Both density dependence and variability in the environment are ubiquitous for biological systems. Theory has repeatedly indicated that environmental noise and density dependence interact, sometimes in unpredictable ways. Phenomenological models may capture the dynamical processes, but often give little insight into the way organisms may "filter" an environmental signal into dynamical response. Laboratory models provide ideal systems in which to explore the effects of the current environment on future population size, as well as being proving grounds for time series analysis, because they can experimentally be used to concurrently explore the biology and the population dynamics.
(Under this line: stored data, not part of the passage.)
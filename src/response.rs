use serde::Serialize;

/// Standard success envelope: `{success, message, data}`.
#[derive(Debug, Serialize)]
pub struct ApiResponse<T: Serialize> {
    pub success: bool,
    pub message: String,
    pub data: T,
}

impl<T: Serialize> ApiResponse<T> {
    pub fn new(message: impl Into<String>, data: T) -> Self {
        Self {
            success: true,
            message: message.into(),
            data,
        }
    }
}

/// Pagination block for the customer history endpoint (camelCase on the wire).
#[derive(Debug, Serialize)]
#[serde(rename_all = "camelCase")]
pub struct CustomerPagination {
    pub current_page: u64,
    pub total_pages: u64,
    pub total_count: u64,
    pub limit: u64,
    pub has_next_page: bool,
    pub has_prev_page: bool,
}

/// Paginated success envelope with a sibling `pagination` block.
#[derive(Debug, Serialize)]
pub struct PaginatedResponse<T: Serialize> {
    pub success: bool,
    pub message: String,
    pub data: T,
    pub pagination: CustomerPagination,
}

impl<T: Serialize> PaginatedResponse<T> {
    pub fn new(message: impl Into<String>, data: T, pagination: CustomerPagination) -> Self {
        Self {
            success: true,
            message: message.into(),
            data,
            pagination,
        }
    }
}

/// Pagination block for the manager listing (snake_case on the wire).
#[derive(Debug, Serialize)]
pub struct ManagerPagination {
    pub current_page: u64,
    pub total_pages: u64,
    pub total_items: u64,
    pub items_per_page: u64,
}
use sea_orm::{Database, DatabaseConnection};

use crate::config::Config;
use crate::error::{AppError, AppResult};

pub async fn connect(config: &Config) -> AppResult<DatabaseConnection> {
    Database::connect(&config.database_url)
        .await
        .map_err(|e| AppError::Internal(format!("Failed to connect to database: {}", e)))
}
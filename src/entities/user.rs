use sea_orm::entity::prelude::*;
use serde::{Deserialize, Serialize};

#[derive(
    Debug, Clone, Copy, PartialEq, Eq, Hash, EnumIter, DeriveActiveEnum, Serialize, Deserialize,
)]
#[sea_orm(rs_type = "String", db_type = "Enum", enum_name = "user_role")]
#[serde(rename_all = "SCREAMING_SNAKE_CASE")]
pub enum UserRole {
    #[sea_orm(string_value = "CUSTOMER")]
    Customer,
    #[sea_orm(string_value = "DRIVER")]
    Driver,
    #[sea_orm(string_value = "MANAGER")]
    Manager,
    #[sea_orm(string_value = "SUPERADMIN")]
    SuperAdmin,
}

impl UserRole {
    fn rank(self) -> u8 {
        match self {
            UserRole::Customer => 0,
            UserRole::Driver => 1,
            UserRole::Manager => 2,
            UserRole::SuperAdmin => 3,
        }
    }

    /// Role hierarchy check: SUPERADMIN may act as MANAGER or DRIVER,
    /// MANAGER may act as DRIVER.
    pub fn satisfies(self, required: UserRole) -> bool {
        self.rank() >= required.rank()
    }
}

#[derive(Clone, Debug, PartialEq, DeriveEntityModel, Serialize, Deserialize)]
#[sea_orm(table_name = "user")]
pub struct Model {
    #[sea_orm(primary_key, auto_increment = false)]
    pub id: Uuid,
    #[sea_orm(unique)]
    pub email: String,
    #[serde(skip_serializing)]
    pub password_hash: String,
    pub name: String,
    pub phone: String,
    pub role: UserRole,
    pub deleted: bool,
    pub created_at: DateTimeWithTimeZone,
    pub updated_at: DateTimeWithTimeZone,
}

#[derive(Copy, Clone, Debug, EnumIter, DeriveRelation)]
pub enum Relation {
    #[sea_orm(has_many = "super::car::Entity")]
    Cars,
    #[sea_orm(has_many = "super::parked_car::Entity")]
    ParkedCars,
    #[sea_orm(has_many = "super::payment::Entity")]
    Payments,
    #[sea_orm(has_many = "super::driver::Entity")]
    Drivers,
    #[sea_orm(has_many = "super::manager::Entity")]
    Managers,
}

impl Related<super::car::Entity> for Entity {
    fn to() -> RelationDef {
        Relation::Cars.def()
    }
}

impl Related<super::parked_car::Entity> for Entity {
    fn to() -> RelationDef {
        Relation::ParkedCars.def()
    }
}

impl Related<super::payment::Entity> for Entity {
    fn to() -> RelationDef {
        Relation::Payments.def()
    }
}

impl ActiveModelBehavior for ActiveModel {}

#[cfg(test)]
mod tests {
    use super::*;

    #[test]
    fn test_superadmin_satisfies_every_role() {
        for required in [
            UserRole::Customer,
            UserRole::Driver,
            UserRole::Manager,
            UserRole::SuperAdmin,
        ] {
            assert!(UserRole::SuperAdmin.satisfies(required));
        }
    }

    #[test]
    fn test_manager_satisfies_driver_but_not_superadmin() {
        assert!(UserRole::Manager.satisfies(UserRole::Driver));
        assert!(UserRole::Manager.satisfies(UserRole::Manager));
        assert!(!UserRole::Manager.satisfies(UserRole::SuperAdmin));
    }

    #[test]
    fn test_customer_satisfies_only_customer() {
        assert!(UserRole::Customer.satisfies(UserRole::Customer));
        assert!(!UserRole::Customer.satisfies(UserRole::Driver));
        assert!(!UserRole::Customer.satisfies(UserRole::Manager));
    }
}
/// Paginated parking history for the logged-in user, newest first
pub async fn recent_parked_cars(
    State(state): State<AppState>,
    Extension(claims): Extension<Claims>,
    Query(query): Query<PageQuery>,
) -> AppResult<Json<PaginatedResponse<Vec<HistoryItem>>>> {
    let page = query.page();
    let limit = query.limit_or(5);

    let base = parked_car::Entity::find()
        .filter(parked_car::Column::UserId.eq(claims.sub))
        .filter(parked_car::Column::Deleted.eq(false));

    let total_count = base.clone().count(&*state.db).await?;
    let pages = total_pages(total_count, limit);

    let tickets = base
        .order_by_desc(parked_car::Column::CreatedAt)
        .paginate(&*state.db, limit)
        .fetch_page(page - 1)
        .await?;

    let car_ids: Vec<Uuid> = tickets.iter().map(|t| t.car_id).collect();
    let spot_ids: Vec<Uuid> = tickets.iter().map(|t| t.parking_spot_id).collect();
    let ticket_ids: Vec<Uuid> = tickets.iter().map(|t| t.id).collect();

    let cars = car::Entity::find()
        .filter(car::Column::Id.is_in(car_ids))
        .all(&*state.db)
        .await?;
    let spots = parking_spot::Entity::find()
        .filter(parking_spot::Column::Id.is_in(spot_ids))
        .all(&*state.db)
        .await?;
    let payments = payment::Entity::find()
        .filter(payment::Column::ParkedCarId.is_in(ticket_ids))
        .filter(payment::Column::Deleted.eq(false))
        .order_by_desc(payment::Column::CreatedAt)
        .all(&*state.db)
        .await?;

    let items: Vec<HistoryItem> = tickets
        .into_iter()
        .map(|t| {
            let car = cars.iter().find(|c| c.id == t.car_id);
            let spot = spots.iter().find(|s| s.id == t.parking_spot_id);
            let payment = payments.iter().find(|p| p.parked_car_id == t.id);

            HistoryItem {
                id: t.id,
                status: t.status,
                parked_at: t.parked_at.with_timezone(&Utc),
                retrieved_at: t.retrieved_at.map(|r| r.with_timezone(&Utc)),
                created_at: t.created_at.with_timezone(&Utc),
                car: car.map(CarInfo::from),
                parking_spot: spot.map(SpotInfo::from),
                payment: payment.map(PaymentInfo::from),
            }
        })
        .collect();

    Ok(Json(PaginatedResponse::new(
        "Recent parked cars fetched successfully",
        items,
        CustomerPagination {
            current_page: page,
            total_pages: pages,
            total_count,
            limit,
            has_next_page: page < pages,
            has_prev_page: page > 1,
        },
    )))
}

// ============ Payments ============

#[derive(Debug, Serialize)]
pub struct PaymentHistoryItem {
    pub id: Uuid,
    pub amount: f64,
    pub payment_type: PaymentType,
    pub status: PaymentStatus,
    pub created_at: DateTime<Utc>,
    pub parking_location: Option<String>,
    pub car_brand: Option<String>,
    pub car_model: Option<String>,
    pub car_license_plate: Option<String>,
    pub parking_spot_name: Option<String>,
}
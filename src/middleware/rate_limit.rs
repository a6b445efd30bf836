use axum::{
    body::Body,
    http::StatusCode,
    response::{IntoResponse, Response},
    Json,
};
use serde_json::json;
use std::sync::Arc;
use tower_governor::{governor::GovernorConfigBuilder, GovernorError, GovernorLayer};

/// Type alias for the IP-keyed governor layer used on public routes
pub type PublicGovernorLayer = GovernorLayer<
    tower_governor::key_extractor::PeerIpKeyExtractor,
    governor::middleware::NoOpMiddleware<governor::clock::QuantaInstant>,
    Body,
>;

/// Create a GovernorLayer for the public auth routes (per IP address).
/// Customer-level limits: 100 requests per minute.
pub fn create_public_governor() -> PublicGovernorLayer {
    let config = Arc::new(
        GovernorConfigBuilder::default()
            .per_millisecond(600)
            .burst_size(100)
            .finish()
            .unwrap(),
    );

    GovernorLayer::new(config).error_handler(rate_limit_error_handler)
}

/// Convert governor rejections into the standard error envelope
pub fn rate_limit_error_handler(err: GovernorError) -> Response {
    match err {
        GovernorError::TooManyRequests { .. } => (
            StatusCode::TOO_MANY_REQUESTS,
            Json(json!({
                "success": false,
                "message": "Too many requests. Please slow down.",
            })),
        )
            .into_response(),
        GovernorError::UnableToExtractKey => (
            StatusCode::INTERNAL_SERVER_ERROR,
            Json(json!({
                "success": false,
                "message": "Internal server error",
            })),
        )
            .into_response(),
        GovernorError::Other { code, .. } => (
            code,
            Json(json!({
                "success": false,
                "message": "Internal server error",
            })),
        )
            .into_response(),
    }
}
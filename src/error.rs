use axum::{
    http::StatusCode,
    response::{IntoResponse, Response},
    Json,
};
use sea_orm::{DbErr, TransactionError};
use serde_json::json;
use thiserror::Error;

pub type AppResult<T> = Result<T, AppError>;

#[derive(Debug, Error)]
pub enum AppError {
    #[error("{0}")]
    BadRequest(String),
    #[error("{0}")]
    Unauthorized(String),
    #[error("{0}")]
    Forbidden(String),
    #[error("{0}")]
    NotFound(String),
    #[error("{0}")]
    Conflict(String),
    #[error("{0}")]
    Internal(String),
    #[error(transparent)]
    Database(#[from] DbErr),
}

impl From<TransactionError<DbErr>> for AppError {
    fn from(err: TransactionError<DbErr>) -> Self {
        match err {
            TransactionError::Connection(e) => AppError::Database(e),
            TransactionError::Transaction(e) => AppError::Database(e),
        }
    }
}

impl AppError {
    fn status_code(&self) -> StatusCode {
        match self {
            AppError::BadRequest(_) => StatusCode::BAD_REQUEST,
            AppError::Unauthorized(_) => StatusCode::UNAUTHORIZED,
            AppError::Forbidden(_) => StatusCode::FORBIDDEN,
            AppError::NotFound(_) => StatusCode::NOT_FOUND,
            AppError::Conflict(_) => StatusCode::CONFLICT,
            AppError::Internal(_) | AppError::Database(_) => StatusCode::INTERNAL_SERVER_ERROR,
        }
    }

    /// Client-facing message. Internal and database failures are logged with
    /// full detail but reported with a generic message only.
    fn client_message(&self) -> String {
        match self {
            AppError::Internal(_) | AppError::Database(_) => {
                "Internal server error".to_string()
            }
            other => other.to_string(),
        }
    }
}

impl IntoResponse for AppError {
    fn into_response(self) -> Response {
        let status = self.status_code();

        if status == StatusCode::INTERNAL_SERVER_ERROR {
            tracing::error!(error = %self, "Request failed with internal error");
        }

        let body = Json(json!({
            "success": false,
            "message": self.client_message(),
        }));

        (status, body).into_response()
    }
}

#[cfg(test)]
mod tests {
    use super::*;

    #[test]
    fn test_status_codes() {
        assert_eq!(
            AppError::BadRequest("x".into()).status_code(),
            StatusCode::BAD_REQUEST
        );
        assert_eq!(
            AppError::Unauthorized("x".into()).status_code(),
            StatusCode::UNAUTHORIZED
        );
        assert_eq!(
            AppError::Forbidden("x".into()).status_code(),
            StatusCode::FORBIDDEN
        );
        assert_eq!(
            AppError::NotFound("x".into()).status_code(),
            StatusCode::NOT_FOUND
        );
        assert_eq!(
            AppError::Conflict("x".into()).status_code(),
            StatusCode::CONFLICT
        );
        assert_eq!(
            AppError::Internal("x".into()).status_code(),
            StatusCode::INTERNAL_SERVER_ERROR
        );
    }

    #[test]
    fn test_internal_detail_is_not_leaked() {
        let err = AppError::Internal("connection string postgres://secret".into());
        assert_eq!(err.client_message(), "Internal server error");

        let err = AppError::Database(DbErr::Custom("SELECT * FROM user".into()));
        assert_eq!(err.client_message(), "Internal server error");
    }

    #[test]
    fn test_client_errors_keep_their_message() {
        let err = AppError::NotFound("Parked car not found".into());
        assert_eq!(err.client_message(), "Parked car not found");
    }
}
Here we give an overview of ongoing studies of the soil mite Sancassania berlesei living in a stochastic environment generated by random supplies of food. We show: (1) how environmental noise affects the mean, variance, and temporal pattern of the population dynamics, (2) how much biological knowledge can be extracted by time series analysis, in the presence or absence of knowledge of the stochastic forcing, and (3) how the stochastic forcing interacts with the population density and age structure to affect per capita food, and how this, in turn, changes growth rates and influences life history decisions, such as age and size at maturity, reproductive allocation, and so on. The biological mechanisms indicate that a given sequence of environmental states may lead to quite different population dynamics depending on subtleties of the initial age structures and density. Ultimately, understanding (or predicting) population dynamics, becomes a question of understanding the inter-relationship of the environment and the life history.